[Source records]

>>

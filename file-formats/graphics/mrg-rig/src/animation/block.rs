//! Animation block records
//!
//! A block is a header, a subheader, a table of per-joint channel entries and
//! the keyframe data those entries point at. All offsets inside a block are
//! relative to the block start.

use glam::DVec3;

use crate::error::{MrgError, Result};
use crate::math;
use crate::reader::{ByteReader, resolve_offset};
use crate::track::MAX_FRAMES;

use super::merge::{JointKeyframes, Keyframe};

/// Identifier carried by every animation block header
pub const ANIMATION_MAGIC: u32 = 0x1A54_4F4D;

/// Size of one keyframe record
pub const KEYFRAME_SIZE: usize = 0x10;

/// Animation block header
#[derive(Debug, Clone, Copy, PartialEq, Eq)]
pub struct AnimationHeader {
    pub identifier: u32,
    /// Total block size; the next block starts this many bytes later
    pub byte_length: i32,
    /// Encoding marker; see [`ALL_POSITIONS_ANIMATED`](crate::quirks::ALL_POSITIONS_ANIMATED)
    pub layout_marker: u32,
    pub joint_count: i32,
    pub subheader_offset: i32,
}

impl AnimationHeader {
    pub const SIZE: usize = 0x1C;

    pub fn read(buf: &[u8], offset: usize) -> Result<Self> {
        let mut reader = ByteReader::at(buf, offset, Self::SIZE)?;

        let identifier = reader.read_u32()?;
        let byte_length = reader.read_i32()?;
        let _reserved = reader.read_u32()?;
        let layout_marker = reader.read_u32()?;
        let joint_count = reader.read_i32()?;
        let subheader_offset = reader.read_i32()?;
        let _reserved = reader.read_u32()?;

        Ok(Self {
            identifier,
            byte_length,
            layout_marker,
            joint_count,
            subheader_offset,
        })
    }

    pub fn is_valid(&self) -> bool {
        self.identifier == ANIMATION_MAGIC
    }
}

/// Animation block subheader
#[derive(Debug, Clone, Copy, PartialEq, Eq)]
pub struct AnimationSubheader {
    pub entry_table_offset: i32,
    pub frame_count: i32,
    pub data_offset: i32,
}

impl AnimationSubheader {
    pub const SIZE: usize = 0x10;

    pub fn read(buf: &[u8], offset: usize) -> Result<Self> {
        let mut reader = ByteReader::at(buf, offset, Self::SIZE)?;

        let entry_table_offset = reader.read_i32()?;
        let frame_count = reader.read_i32()?;
        let _reserved = reader.read_i32()?;
        let data_offset = reader.read_i32()?;

        Ok(Self {
            entry_table_offset,
            frame_count,
            data_offset,
        })
    }
}

/// Shape of the per-joint entry table
#[derive(Debug, Clone, Copy, PartialEq, Eq)]
pub enum EntryLayout {
    /// Position and rotation channels
    PositionRotation,
    /// Position, rotation and scale channels
    PositionRotationScale,
}

impl EntryLayout {
    pub fn stride(self) -> usize {
        match self {
            Self::PositionRotation => 0x10,
            Self::PositionRotationScale => 0x18,
        }
    }

    /// Scale entries are detected by the table filling the gap up to the data
    fn detect(subheader: &AnimationSubheader, joint_count: usize) -> Self {
        let table_len =
            i64::from(subheader.data_offset) - i64::from(subheader.entry_table_offset);
        let scaled_len = Self::PositionRotationScale.stride() as i64 * joint_count as i64;
        if table_len == scaled_len {
            Self::PositionRotationScale
        } else {
            Self::PositionRotation
        }
    }
}

/// Location of one keyframe channel inside a block
#[derive(Debug, Clone, Copy, PartialEq, Eq, Default)]
pub struct ChannelRef {
    pub offset: i32,
    pub count: i32,
}

impl ChannelRef {
    pub fn is_empty(&self) -> bool {
        self.count == 0
    }
}

/// Channel table entry for one joint
#[derive(Debug, Clone, Copy, PartialEq, Eq, Default)]
pub struct JointEntry {
    pub position: ChannelRef,
    pub rotation: ChannelRef,
    pub scale: Option<ChannelRef>,
}

impl JointEntry {
    fn read(buf: &[u8], offset: usize, layout: EntryLayout) -> Result<Self> {
        let mut reader = ByteReader::at(buf, offset, layout.stride())?;

        let entry = match layout {
            EntryLayout::PositionRotation => {
                let position_offset = reader.read_i32()?;
                let rotation_offset = reader.read_i32()?;
                let position_count = reader.read_i32()?;
                let rotation_count = reader.read_i32()?;
                Self {
                    position: ChannelRef {
                        offset: position_offset,
                        count: position_count,
                    },
                    rotation: ChannelRef {
                        offset: rotation_offset,
                        count: rotation_count,
                    },
                    scale: None,
                }
            }
            EntryLayout::PositionRotationScale => {
                let position_offset = reader.read_i32()?;
                let rotation_offset = reader.read_i32()?;
                let scale_offset = reader.read_i32()?;
                let position_count = reader.read_i32()?;
                let rotation_count = reader.read_i32()?;
                let scale_count = reader.read_i32()?;
                Self {
                    position: ChannelRef {
                        offset: position_offset,
                        count: position_count,
                    },
                    rotation: ChannelRef {
                        offset: rotation_offset,
                        count: rotation_count,
                    },
                    scale: Some(ChannelRef {
                        offset: scale_offset,
                        count: scale_count,
                    }),
                }
            }
        };

        Ok(entry)
    }
}

/// A decoded animation block header with its channel table
#[derive(Debug, Clone, PartialEq)]
pub struct AnimationBlock {
    pub offset: usize,
    pub header: AnimationHeader,
    pub subheader: AnimationSubheader,
    pub layout: EntryLayout,
    pub entries: Vec<JointEntry>,
}

impl AnimationBlock {
    /// Read the subheader and channel table of a block whose header is valid
    pub fn read(buf: &[u8], offset: usize, header: AnimationHeader) -> Result<Self> {
        let joint_count = usize::try_from(header.joint_count).map_err(|_| {
            MrgError::ParseError(format!(
                "animation block at {offset:#x} declares {} joints",
                header.joint_count
            ))
        })?;

        let subheader_at = resolve_offset(offset, header.subheader_offset)?;
        let subheader = AnimationSubheader::read(buf, subheader_at)?;
        let frames_in_range = u32::try_from(subheader.frame_count)
            .is_ok_and(|frames| frames <= MAX_FRAMES);
        if !frames_in_range {
            return Err(MrgError::ParseError(format!(
                "animation block at {offset:#x} declares {} frames (limit {MAX_FRAMES})",
                subheader.frame_count
            )));
        }

        let layout = EntryLayout::detect(&subheader, joint_count);
        let table_at = resolve_offset(offset, subheader.entry_table_offset)?;

        let mut entries = Vec::with_capacity(joint_count.min(buf.len() / layout.stride()));
        for index in 0..joint_count {
            let entry_at = table_at
                .checked_add(index * layout.stride())
                .ok_or_else(|| MrgError::ParseError("entry table offset overflow".to_string()))?;
            entries.push(JointEntry::read(buf, entry_at, layout)?);
        }

        Ok(Self {
            offset,
            header,
            subheader,
            layout,
            entries,
        })
    }

    pub fn frame_count(&self) -> u32 {
        self.subheader.frame_count.unsigned_abs()
    }

    /// Decode the keyframe streams for the joint at `order`
    ///
    /// Returns None when the block has no entry for that joint. The root
    /// never takes a scale channel.
    pub fn keyframes(&self, buf: &[u8], order: usize) -> Result<Option<JointKeyframes>> {
        let Some(entry) = self.entries.get(order) else {
            return Ok(None);
        };

        let position = self.read_vectors(buf, entry.position)?;
        let rotation = self.read_rotations(buf, entry.rotation)?;
        let scale = match entry.scale {
            Some(channel) if order > 0 => self.read_vectors(buf, channel)?,
            _ => Vec::new(),
        };

        Ok(Some(JointKeyframes {
            position,
            rotation,
            scale,
        }))
    }

    fn channel_records(&self, channel: ChannelRef) -> Result<(usize, usize)> {
        let count = usize::try_from(channel.count).map_err(|_| {
            MrgError::ParseError(format!(
                "animation block at {:#x} has a channel with {} keyframes",
                self.offset, channel.count
            ))
        })?;
        if count == 0 {
            return Ok((0, 0));
        }
        Ok((resolve_offset(self.offset, channel.offset)?, count))
    }

    fn read_vectors(&self, buf: &[u8], channel: ChannelRef) -> Result<Vec<Keyframe>> {
        let (start, count) = self.channel_records(channel)?;
        if count == 0 {
            return Ok(Vec::new());
        }

        let mut reader = ByteReader::at(buf, start, count * KEYFRAME_SIZE)?;
        let mut keys = Vec::with_capacity(count);
        for _ in 0..count {
            let frame = reader.read_i32()?;
            let value = DVec3::from_array(reader.read_f32x3()?);
            keys.push(Keyframe { frame, value });
        }
        Ok(keys)
    }

    fn read_rotations(&self, buf: &[u8], channel: ChannelRef) -> Result<Vec<Keyframe>> {
        let (start, count) = self.channel_records(channel)?;
        if count == 0 {
            return Ok(Vec::new());
        }

        let mut reader = ByteReader::at(buf, start, count * KEYFRAME_SIZE)?;
        let mut keys = Vec::with_capacity(count);
        for _ in 0..count {
            let frame = reader.read_i32()?;
            let value = math::rotation_from_turns(reader.read_i32x3()?);
            keys.push(Keyframe { frame, value });
        }
        Ok(keys)
    }
}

<<

* What to produce *
Report each line of the records that holds the word "crate".

* Response to this task *
use crate::error::{MrgError, Result};
use crate::math;
use crate::reader::{ByteReader, resolve_offset};
use crate::track::MAX_FRAMES;
    /// Encoding marker; see [`ALL_POSITIONS_ANIMATED`](crate::quirks::ALL_POSITIONS_ANIMATED)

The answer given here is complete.